Gareth Bryant’s article ‘“Fixing” the Climate Crisis: Capital, States and Carbon Offsetting in India’ (co-authored with Siddhartha Dabhi and Steffen Böhm), published in Environment and Planning A was voted the winner of the 2016 Australian International Political Economy Network (AIPEN) — Richard Higgott Journal Article Prize. In a year when any of the three shortlisted nominees could rightly stake a claim to the award because of their own very high quality, Bryant’s article delivered an extremely original approach to understanding the political economy of carbon markets and carbon offsetting. The article traces how specific states (such as Japan and the Netherlands) as well as companies (such as Ineos and EDF, owners of plants such as Eggborough Power in Yorkshire, England) displace the costs of carbon instruments such as the United Nations (UN) Clean Development Mechanism (CDM) to local conditions in the Global South to negatively impact communities and ecosystems there, while securing their own maximisation of profits.
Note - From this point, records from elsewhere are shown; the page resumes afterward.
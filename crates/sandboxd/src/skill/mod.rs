//! Skill synchronizer.
//!
//! Installed skills become `{command_name}.md` files under the sandbox's
//! command directory. Progress is published on topic `skills:{u}:{a}`.

mod naming;
mod service;
mod sync;

pub use naming::{
    MAX_FORK_SUFFIX, command_file, fork_command_candidates, fork_name, sanitize_command_name,
};
pub use service::SkillService;
pub use sync::{SkillSync, SkillSyncEvent, SkillSyncReport, SyncAction, SyncStep};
Focusing on the socio-ecological and political economy outcomes of an industrial gas CDM project in Gujarat, western India, the article traces commodity networks to assert that states and corporations in the heartlands of the Global North are securing carbon sinks in India at the cost of local ecologies. The result is that the costs of responding to climate crisis are displaced to the Global South without fundamentally questioning the fossil-fuel-dependent economies and the contradictory conditions of production between capital and nature in the Global North. How states and corporations have driven the CDM as a temporary ‘spatial fix’ to the ecological crisis of climate change, to promote new sites of accumulation, is therefore a pivotal and highly innovative contribution made by this research. We congratulate Gareth Bryant and his co-authors on receiving the award of the 2016 AIPEN Richard Higgott Journal Article Prize.
Past Awardees
2016 Gareth Bryant et al., ‘“Fixing” the Climate Crisis: Capital, States and Carbon Offsetting in India’, Environment and Planning A, 47:10 (2015).
2015 Ainsley Elbra, ‘Interests Need Not be Pursued If They Can be Created: Private Governance in African Gold Mining’, Business and Politics, 16:2 (2014).